Carlos Ghosn has been beside Nissan Motor Company Ltd. for 15 years. He was the reason why the automobile manufacturer had a miraculous comeback from troubled times in 2001 that were on the verge of ending in bankruptcy. Before Nissan, the businessman was already known as a successful shark in his industry as he managed to return Renault back on track after radical restructuring. However, Carlos Ghosn is going to step down from his position as the CEO of Nissan. His place will be taken by an internal executive.
In April, Carlos Ghosn aged 62 is stepping down from its CEO position at Nissan to allow a veteran internal executive, Hiroto Saikawa, to take up the reins. On the other hand, Ghosn will not leave the automobile manufacturer completely. He will remain an illustrious chairman of the company that will take up another mission with great responsibilities.
His business expertise will always be remembered as the one that saved Nissan from bankruptcy back in 2001 and growing the organization into a global economic force. He is also appraised for the way he mitigated the alliance with Renault. A Japanese auto analyst, Takaki Nakanishi, responded to the question of what the future would look like without Carlos Ghosn to helm this alliance. His opinion is that Renault and Nissan are going to merge as a result of the pressure coming from the French government.
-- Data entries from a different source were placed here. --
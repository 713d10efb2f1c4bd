// crates.io
use httpmock::prelude::*;
use serde_json::json;
// self
use rest_foundation::{
	_preludet::*,
	audit::AuditStatus,
	error::ErrorKind,
	http::Method,
	strategy::{CheckAccount, DecoratedStrategy, OutboundRequest, RequestStrategy, StrategyFuture},
	token::StaticTokenSource,
};

#[derive(Debug, Serialize)]
struct LookupQuery {
	id: String,
	flag: bool,
}

struct Lookup {
	url: String,
}
impl RequestStrategy for Lookup {
	type Request = LookupQuery;
	type Response = JsonValue;

	fn url(&self) -> Result<String> {
		Ok(self.url.clone())
	}

	fn method(&self) -> Result<Method> {
		Ok(Method::GET)
	}

	fn build_request(&self) -> StrategyFuture<'_, OutboundRequest<Self::Request>> {
		Box::pin(async { Ok(OutboundRequest::new(LookupQuery { id: "42".into(), flag: true })) })
	}

	fn process_result(&self, _: &Self::Response) -> Result<()> {
		Ok(())
	}
}

struct Ping {
	url: String,
}
impl RequestStrategy for Ping {
	type Request = ();
	type Response = String;

	fn url(&self) -> Result<String> {
		Ok(self.url.clone())
	}

	fn method(&self) -> Result<Method> {
		Ok(Method::POST)
	}

	fn build_request(&self) -> StrategyFuture<'_, OutboundRequest<Self::Request>> {
		Box::pin(async { Ok(OutboundRequest::new(())) })
	}

	fn process_result(&self, _: &Self::Response) -> Result<()> {
		Ok(())
	}
}

fn check_account(server: &MockServer) -> DecoratedStrategy<CheckAccount> {
	DecoratedStrategy::new(
		CheckAccount::new("ACC-1"),
		Arc::new(StaticTokenSource::new("abc123")),
		server.base_url(),
	)
}

#[tokio::test]
async fn decorated_post_succeeds_and_audits_sanitized_request() {
	let server = MockServer::start_async().await;
	let mock = server
		.mock_async(|when, then| {
			when.method(POST)
				.path("/account/check")
				.header("authorization", "Bearer abc123")
				.header("content-type", "application/json")
				.json_body(json!({ "accountNo": "ACC-1" }));
			then.status(200).header("content-type", "application/json").body(
				r#"{"statusCode":"SUCCESS","isActive":true,"accountHolderName":"Jane Roe"}"#,
			);
		})
		.await;
	let (executor, store) = build_reqwest_test_executor();
	let response = executor
		.execute(&check_account(&server))
		.await
		.expect("Account check should succeed against the mock provider.");

	mock.assert_async().await;

	assert_eq!(response.account_holder_name.as_deref(), Some("Jane Roe"));
	assert_eq!(response.is_active, Some(true));

	let records = store.records();

	assert_eq!(records.len(), 1);

	let record = &records[0];

	assert_eq!(record.status, AuditStatus::Success);
	assert_eq!(record.method.as_deref(), Some("POST"));
	assert_eq!(record.url.as_deref(), Some(server.url("/account/check").as_str()));
	assert_eq!(record.request_headers.as_deref(), Some(r#"{"authorization":"***"}"#));
	assert_eq!(record.request_body.as_deref(), Some(r#"{"accountNo":"ACC-1"}"#));
	assert_eq!(record.response_status, Some(200));
	assert!(
		record
			.response_headers
			.as_deref()
			.is_some_and(|headers| headers.contains("application/json"))
	);
	assert!(record.error_message.is_none());
	assert!(record.id.is_some());
}

#[tokio::test]
async fn get_flattens_request_into_query_string() {
	let server = MockServer::start_async().await;
	let mock = server
		.mock_async(|when, then| {
			when.method(GET).path("/items").query_param("id", "42").query_param("flag", "true");
			then.status(200).header("content-type", "application/json").body(r#"{"found":true}"#);
		})
		.await;
	let (executor, store) = build_reqwest_test_executor();
	let response = executor
		.execute(&Lookup { url: server.url("/items") })
		.await
		.expect("Lookup should succeed.");

	mock.assert_async().await;

	assert_eq!(response, json!({ "found": true }));

	let record = store.records().pop().expect("Lookup should be audited.");

	assert_eq!(record.url.as_deref(), Some(server.url("/items").as_str()));
	assert_eq!(record.request_body.as_deref(), Some(r#"{"id":"42","flag":true}"#));
}

#[tokio::test]
async fn envelope_failure_surfaces_provider_message() {
	let server = MockServer::start_async().await;
	let mock = server
		.mock_async(|when, then| {
			when.method(POST).path("/account/check");
			then.status(200)
				.header("content-type", "application/json")
				.body(r#"{"statusCode":"FAILED","statusMessage":"bad account"}"#);
		})
		.await;
	let (executor, store) = build_reqwest_test_executor();
	let err = executor
		.execute(&check_account(&server))
		.await
		.expect_err("Failed envelopes should fail the call.");

	mock.assert_async().await;

	assert_eq!(err.kind(), ErrorKind::Envelope);
	assert_eq!(err.to_string(), "bad account");

	let records = store.records();

	assert_eq!(records.len(), 1);
	assert_eq!(records[0].status, AuditStatus::Failed);
	assert_eq!(records[0].error_message.as_deref(), Some("bad account"));
	assert_eq!(records[0].response_status, Some(200));
}

#[tokio::test]
async fn non_json_body_is_a_deserialization_error() {
	let server = MockServer::start_async().await;
	let mock = server
		.mock_async(|when, then| {
			when.method(POST).path("/account/check");
			then.status(200).header("content-type", "text/plain").body("maintenance window");
		})
		.await;
	let (executor, store) = build_reqwest_test_executor();
	let err = executor
		.execute(&check_account(&server))
		.await
		.expect_err("Plain text cannot map onto the account response.");

	mock.assert_async().await;

	assert_eq!(err.kind(), ErrorKind::Deserialization);
	assert_eq!(err.to_string(), "Failed to map response to target type.");

	let record = store.records().pop().expect("The failed call should be audited.");

	assert_eq!(record.status, AuditStatus::Failed);
	assert_eq!(record.response_body.as_deref(), Some("maintenance window"));
	assert!(
		record
			.error_message
			.as_deref()
			.is_some_and(|message| message.starts_with("Deserialization error: ")),
		"unexpected audit message: {:?}",
		record.error_message
	);
}

#[tokio::test]
async fn server_errors_are_recorded_with_masked_bodies() {
	let server = MockServer::start_async().await;
	let mock = server
		.mock_async(|when, then| {
			when.method(POST).path("/account/check");
			then.status(500)
				.header("content-type", "application/json")
				.body(r#"{"error":"boom","secret":"s3cr3t"}"#);
		})
		.await;
	let (executor, store) = build_reqwest_test_executor();
	let err = executor
		.execute(&check_account(&server))
		.await
		.expect_err("HTTP 500 should fail the call.");

	mock.assert_async().await;

	assert_eq!(err.kind(), ErrorKind::Transport);

	let record = store.records().pop().expect("The failed call should be audited.");

	assert_eq!(record.status, AuditStatus::Failed);
	assert_eq!(record.response_status, Some(500));
	assert_eq!(record.response_body.as_deref(), Some(r#"{"error":"boom","secret":"***"}"#));
	assert_eq!(record.error_message.as_deref(), Some("Provider responded with HTTP 500."));
}

#[tokio::test]
async fn duration_covers_the_network_call() {
	let server = MockServer::start_async().await;

	server
		.mock_async(|when, then| {
			when.method(GET).path("/items");
			then.status(200)
				.header("content-type", "application/json")
				.body("{}")
				.delay(std::time::Duration::from_millis(60));
		})
		.await;

	let (executor, store) = build_reqwest_test_executor();

	executor.execute(&Lookup { url: server.url("/items") }).await.expect("Lookup should succeed.");

	let record = store.records().pop().expect("Lookup should be audited.");

	assert!(record.duration_ms >= 60, "duration was {}ms", record.duration_ms);
}

#[tokio::test]
async fn unreachable_hosts_are_transport_errors() {
	let (executor, store) = build_reqwest_test_executor();
	let err = executor
		.execute(&Lookup { url: "http://127.0.0.1:9/items".into() })
		.await
		.expect_err("Nothing listens on the discard port.");

	assert_eq!(err.kind(), ErrorKind::Transport);

	let record = store.records().pop().expect("The failed call should be audited.");

	assert_eq!(record.status, AuditStatus::Failed);
	assert!(record.response_status.is_none());
	let message = record.error_message.expect("Failed calls carry a message.");

	assert!(message.contains("http://127.0.0.1:9/items"), "unexpected message: {message}");
	assert!(!message.contains("id=42"), "query values leaked: {message}");
}

#[tokio::test]
async fn empty_bodies_map_onto_text_responses() {
	let server = MockServer::start_async().await;
	let mock = server
		.mock_async(|when, then| {
			when.method(POST).path("/ping");
			then.status(204);
		})
		.await;
	let (executor, store) = build_reqwest_test_executor();
	let text = executor
		.execute(&Ping { url: server.url("/ping") })
		.await
		.expect("An empty body is an empty string.");

	mock.assert_async().await;

	assert_eq!(text, "");

	let record = store.records().pop().expect("Ping should be audited.");

	assert_eq!(record.status, AuditStatus::Success);
	assert_eq!(record.response_status, Some(204));
}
This announcement comes to no surprise. Carlos Ghosn has long ago announced that he desires to retire from the daily operations at Nissan. However, he stayed longer than expected as he was searching for the right successor. The businessman stated that he would continue to supervise the direction of the company on his own and within the Renault-Nissan-Mitsubishi alliance.
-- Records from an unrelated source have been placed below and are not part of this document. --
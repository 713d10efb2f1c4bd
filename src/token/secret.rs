//! Secure token secret wrapper that redacts sensitive material.

// self
use crate::_prelude::*;

/// Redacted bearer credential wrapper keeping sensitive material out of logs.
#[derive(Clone, PartialEq, Eq, Serialize, Deserialize)]
pub struct TokenSecret(String);
impl TokenSecret {
	/// Wraps a new secret string.
	pub fn new(value: impl Into<String>) -> Self {
		Self(value.into())
	}

	/// Returns the inner token value. Callers must avoid logging this string.
	pub fn expose(&self) -> &str {
		&self.0
	}

	/// Returns `true` if the secret is empty or whitespace only.
	pub fn is_blank(&self) -> bool {
		self.0.trim().is_empty()
	}
}
impl AsRef<str> for TokenSecret {
	fn as_ref(&self) -> &str {
		self.expose()
	}
}
impl Debug for TokenSecret {
	fn fmt(&self, f: &mut Formatter) -> FmtResult {
		f.debug_tuple("TokenSecret").field(&"<redacted>").finish()
	}
}
impl Display for TokenSecret {
	fn fmt(&self, f: &mut Formatter) -> FmtResult {
		f.write_str("<redacted>")
	}
}

#[cfg(test)]
mod tests {
	// self
	use super::*;

	#[test]
	fn secret_formatters_redact() {
		let secret = TokenSecret::new("abc123");

		assert_eq!(format!("{secret:?}"), "TokenSecret(\"<redacted>\")");
		assert_eq!(format!("{secret}"), "<redacted>");
		assert_eq!(secret.expose(), "abc123");
	}

	#[test]
	fn blank_secrets_are_detected() {
		assert!(TokenSecret::new("  ").is_blank());
		assert!(!TokenSecret::new("abc").is_blank());
	}
}
//! Provider-bound entry point that decorates strategies before executing them.

// self
use crate::{
	_prelude::*,
	executor::Executor,
	http::HttpTransport,
	provider::{Provider, ProviderDescriptor},
	strategy::{DecoratedStrategy, RequestStrategy},
	token::{TokenSource, TokenSourceRegistry},
};

/// Executes strategies against one provider.
///
/// Every call looks up the provider's [`TokenSource`] in the shared registry, wraps the
/// strategy in a [`DecoratedStrategy`] carrying the descriptor's base URL, and runs it through
/// the shared [`Executor`].
pub struct ProviderGateway<C>
where
	C: ?Sized + HttpTransport,
{
	/// Executor shared with other gateways.
	pub executor: Arc<Executor<C>>,
	/// Token sources keyed by provider.
	pub registry: Arc<TokenSourceRegistry>,
	/// Provider identity and base URL.
	pub descriptor: ProviderDescriptor,
}
impl<C> ProviderGateway<C>
where
	C: ?Sized + HttpTransport,
{
	/// Creates a gateway for the provider described by `descriptor`.
	pub fn new(
		executor: Arc<Executor<C>>,
		registry: Arc<TokenSourceRegistry>,
		descriptor: ProviderDescriptor,
	) -> Self {
		Self { executor, registry, descriptor }
	}

	/// Provider served by this gateway.
	pub fn provider(&self) -> Provider {
		self.descriptor.id
	}

	/// Wraps `strategy` for this provider without executing it.
	///
	/// Fails with a configuration error when no token source is registered for the provider.
	pub fn decorate<S>(&self, strategy: S) -> Result<DecoratedStrategy<S>>
	where
		S: RequestStrategy,
	{
		let token_source: Arc<dyn TokenSource> = self.registry.require(self.descriptor.id)?;

		Ok(DecoratedStrategy::for_provider(strategy, token_source, &self.descriptor))
	}

	/// Decorates and executes `strategy`.
	///
	/// A missing token source is reported before the call starts, so no audit record is written
	/// for it.
	pub async fn execute<S>(&self, strategy: S) -> Result<S::Response>
	where
		S: RequestStrategy,
	{
		let decorated = self.decorate(strategy)?;

		tracing::debug!(provider = %self.descriptor.id, "Executing provider call.");

		self.executor.execute(&decorated).await
	}
}
impl<C> Clone for ProviderGateway<C>
where
	C: ?Sized + HttpTransport,
{
	fn clone(&self) -> Self {
		Self {
			executor: self.executor.clone(),
			registry: self.registry.clone(),
			descriptor: self.descriptor.clone(),
		}
	}
}
impl<C> Debug for ProviderGateway<C>
where
	C: ?Sized + HttpTransport,
{
	fn fmt(&self, f: &mut Formatter) -> FmtResult {
		f.debug_struct("ProviderGateway")
			.field("descriptor", &self.descriptor)
			.field("registry", &self.registry)
			.finish_non_exhaustive()
	}
}
//! Provider descriptor data structures shared by gateways and decorators.

/// Builder API for assembling provider descriptors.
pub mod builder;

pub use builder::*;

// self
use crate::{_prelude::*, provider::Provider};

/// Immutable provider descriptor consumed by gateways.
#[derive(Clone, Debug, PartialEq, Eq, Serialize, Deserialize)]
pub struct ProviderDescriptor {
	/// Descriptor identifier.
	pub id: Provider,
	/// Prefix prepended verbatim to every strategy path.
	pub base_url: String,
}
impl ProviderDescriptor {
	/// Creates a new builder for the provided identifier.
	pub fn builder(id: Provider) -> ProviderDescriptorBuilder {
		ProviderDescriptorBuilder::new(id)
	}

	/// Descriptor pointing at the provider's default base URL.
	pub fn with_default_base_url(id: Provider) -> Self {
		Self { id, base_url: id.default_base_url().to_owned() }
	}
}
The veteran internal executive, Hiroto Saikawa, has an illustrious career that recommends him for the job. He has been beside Nissan for a long time now. When Ghosn arrived at the company back in 2001, Saikawa was sent to Europe together with a group of managers. Afterward, he climbed the career ladder as the new head of the European operations and replaced Ghosn in 2007 as head of U.S. operations.
Carlos Ghosn admitted that he appointed Saikawa as the co-CEO a year ago so as this internal executive to enjoy a closer look at how Nissan really works. The former CEO is confident that while he restores Mitsubishi to success, Saikawa will develop and protect Ghosn’s legacy.